:: PROBLEM REQUIREMENTS ::
This task calls for the complete listing below, reproduced exactly.

:: RAW DATA ::
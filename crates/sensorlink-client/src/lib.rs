// Copyright 2026 U.S. Federal Government (in countries where recognized)
// SPDX-License-Identifier: Apache-2.0

/*!
Time synchronization roles for sensor nodes on an untrusted pub/sub broker.

A time server answers requests on `{address}/time/request` with a signed,
encrypted time datagram on `{address}/time`. A time client requests once a
second until it receives a valid datagram, then extrapolates server time
from its local monotonic clock. Datagrams use the envelope from
[`sensorlink_proto`].

# Example
Runs a hub and a node on an in-process broker and waits for the node to
sync.

```rust
use sensorlink_client::client::CommClient;
use sensorlink_client::transport::LocalBroker;

#[tokio::main(flavor = "current_thread")]
async fn main() -> Result<(), sensorlink_client::error::ClientError> {
    let broker = LocalBroker::new()?;

    let hub = CommClient::builder()
        .time_server("hub", "shared secret")
        .transport(broker.client())
        .build()?;
    let node = CommClient::builder()
        .time_client("hub", "shared secret")
        .transport(broker.client())
        .build()?;

    hub.start()?;
    node.start()?;

    let base = node.time_client().unwrap().wait_synced().await;
    println!("hub time: {}", base.timestamp);
    Ok(())
}
```

# Feature Flags

| Feature | Default | Description |
|---------|---------|-------------|
| `config-file` | yes | Load [`ClientConfig`](config::ClientConfig) from TOML via `toml`. |
*/

#![deny(unsafe_code)]
#![warn(missing_docs)]

// Re-export the datagram envelope for convenience.
pub use sensorlink_proto as proto;

/// Error types for configuration and role lifecycle.
pub mod error;

/// Role configuration.
pub mod config;

/// Pub/sub transport trait and the in-process broker.
pub mod transport;

/// Time server role.
pub mod time_server;

/// Time client role with its retry loop and extrapolated clock.
pub mod time_client;

/// Node orchestrator wiring configured roles to one transport.
pub mod client;

pub use client::{CommClient, CommClientBuilder};
pub use config::{ClientConfig, TimeConfig};
pub use error::{ClientError, ConfigError};
pub use time_client::{SyncBase, TimeClient};
pub use time_server::TimeServer;
pub use transport::{LocalBroker, LocalClient, PubSubCallback, PubSubClient};
// Copyright 2026 U.S. Federal Government (in countries where recognized)
// SPDX-License-Identifier: Apache-2.0

//! Shared test helpers for time sync integration tests.

use std::sync::Arc;
use std::sync::atomic::{AtomicUsize, Ordering};
use std::time::Duration;

use sensorlink_client::client::CommClient;
use sensorlink_client::transport::{LocalBroker, LocalClient, PubSubClient};

/// Passphrase shared by the hub and its nodes in most tests.
pub(crate) const PASSPHRASE: &str = "greenhouse shared secret";

/// Counts messages delivered on one channel, over its own connection.
#[derive(Clone)]
pub(crate) struct ChannelCounter {
    count: Arc<AtomicUsize>,
    // Keeps the counting subscription alive.
    _link: Arc<LocalClient>,
}

impl ChannelCounter {
    /// Connect to `broker` and subscribe a counting callback to `channel`.
    pub(crate) fn attach(broker: &LocalBroker, channel: &str) -> Self {
        let count = Arc::new(AtomicUsize::new(0));
        let seen = Arc::clone(&count);
        let link = broker.client();
        link.subscribe(
            channel,
            Arc::new(move |_: &str, _: &[u8]| {
                seen.fetch_add(1, Ordering::SeqCst);
            }),
        );
        ChannelCounter { count, _link: link }
    }

    pub(crate) fn get(&self) -> usize {
        self.count.load(Ordering::SeqCst)
    }
}

/// A broker on the current runtime.
pub(crate) fn broker() -> LocalBroker {
    LocalBroker::new().expect("test runs inside a tokio runtime")
}

/// A node running only a time server for `address`, on its own connection.
pub(crate) fn hub(broker: &LocalBroker, address: &str) -> CommClient {
    CommClient::builder()
        .time_server(address, PASSPHRASE)
        .transport(broker.client())
        .build()
        .expect("valid hub config")
}

/// A node running only a time client syncing from `address`, on its own
/// connection.
#[allow(dead_code)]
pub(crate) fn node(broker: &LocalBroker, address: &str, passphrase: &str) -> CommClient {
    CommClient::builder()
        .time_client(address, passphrase)
        .transport(broker.client())
        .build()
        .expect("valid node config")
}

/// Let spawned deliveries run. Under paused time this also advances the
/// clock by `ms`.
pub(crate) async fn settle_for(ms: u64) {
    tokio::time::sleep(Duration::from_millis(ms)).await;
}

/// A fresh connection as the trait object the roles take.
#[allow(dead_code)]
pub(crate) fn connect(broker: &LocalBroker) -> Arc<dyn PubSubClient> {
    broker.client()
}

:: WRITTEN ANSWER ::
filename crates/sensorlink-client/src/lib.rs
// Copyright 2026 U.S. Federal Government (in countries where recognized)
// SPDX-License-Identifier: Apache-2.0

/*!
Time synchronization roles for sensor nodes on an untrusted pub/sub broker.

A time server answers requests on `{address}/time/request` with a signed,
encrypted time datagram on `{address}/time`. A time client requests once a
second until it receives a valid datagram, then extrapolates server time
from its local monotonic clock. Datagrams use the envelope from
[`sensorlink_proto`].

# Example
Runs a hub and a node on an in-process broker and waits for the node to
sync.

```rust
use sensorlink_client::client::CommClient;
use sensorlink_client::transport::LocalBroker;

#[tokio::main(flavor = "current_thread")]
async fn main() -> Result<(), sensorlink_client::error::ClientError> {
    let broker = LocalBroker::new()?;

    let hub = CommClient::builder()
        .time_server("hub", "shared secret")
        .transport(broker.client())
        .build()?;
    let node = CommClient::builder()
        .time_client("hub", "shared secret")
        .transport(broker.client())
        .build()?;

    hub.start()?;
    node.start()?;

    let base = node.time_client().unwrap().wait_synced().await;
    println!("hub time: {}", base.timestamp);
    Ok(())
}
```

# Feature Flags

| Feature | Default | Description |
|---------|---------|-------------|
| `config-file` | yes | Load [`ClientConfig`](config::ClientConfig) from TOML via `toml`. |
*/

#![deny(unsafe_code)]
#![warn(missing_docs)]

// Re-export the datagram envelope for convenience.
pub use sensorlink_proto as proto;

/// Error types for configuration and role lifecycle.
pub mod error;

/// Role configuration.
pub mod config;

/// Pub/sub transport trait and the in-process broker.
pub mod transport;

/// Time server role.
pub mod time_server;

/// Time client role with its retry loop and extrapolated clock.
pub mod time_client;

/// Node orchestrator wiring configured roles to one transport.
pub mod client;

pub use client::{CommClient, CommClientBuilder};
pub use config::{ClientConfig, TimeConfig};
pub use error::{ClientError, ConfigError};
pub use time_client::{SyncBase, TimeClient};
pub use time_server::TimeServer;
pub use transport::{LocalBroker, LocalClient, PubSubCallback, PubSubClient};
// Copyright 2026 U.S. Federal Government (in countries where recognized)
// SPDX-License-Identifier: Apache-2.0

//! Shared test helpers for time sync integration tests.

use std::sync::Arc;
use std::sync::atomic::{AtomicUsize, Ordering};
use std::time::Duration;

use sensorlink_client::client::CommClient;
use sensorlink_client::transport::{LocalBroker, LocalClient, PubSubClient};

/// Passphrase shared by the hub and its nodes in most tests.
pub(crate) const PASSPHRASE: &str = "greenhouse shared secret";

/// Counts messages delivered on one channel, over its own connection.
#[derive(Clone)]
pub(crate) struct ChannelCounter {
    count: Arc<AtomicUsize>,
    // Keeps the counting subscription alive.
    _link: Arc<LocalClient>,
}

impl ChannelCounter {
    /// Connect to `broker` and subscribe a counting callback to `channel`.
    pub(crate) fn attach(broker: &LocalBroker, channel: &str) -> Self {
        let count = Arc::new(AtomicUsize::new(0));
        let seen = Arc::clone(&count);
        let link = broker.client();
        link.subscribe(
            channel,
            Arc::new(move |_: &str, _: &[u8]| {
                seen.fetch_add(1, Ordering::SeqCst);
            }),
        );
        ChannelCounter { count, _link: link }
    }

    pub(crate) fn get(&self) -> usize {
        self.count.load(Ordering::SeqCst)
    }
}

/// A broker on the current runtime.
pub(crate) fn broker() -> LocalBroker {
    LocalBroker::new().expect("test runs inside a tokio runtime")
}

/// A node running only a time server for `address`, on its own connection.
pub(crate) fn hub(broker: &LocalBroker, address: &str) -> CommClient {
    CommClient::builder()
        .time_server(address, PASSPHRASE)
        .transport(broker.client())
        .build()
        .expect("valid hub config")
}

/// A node running only a time client syncing from `address`, on its own
/// connection.
#[allow(dead_code)]
pub(crate) fn node(broker: &LocalBroker, address: &str, passphrase: &str) -> CommClient {
    CommClient::builder()
        .time_client(address, passphrase)
        .transport(broker.client())
        .build()
        .expect("valid node config")
}

/// Let spawned deliveries run. Under paused time this also advances the
/// clock by `ms`.
pub(crate) async fn settle_for(ms: u64) {
    tokio::time::sleep(Duration::from_millis(ms)).await;
}

/// A fresh connection as the trait object the roles take.
#[allow(dead_code)]
pub(crate) fn connect(broker: &LocalBroker) -> Arc<dyn PubSubClient> {
    broker.client()
}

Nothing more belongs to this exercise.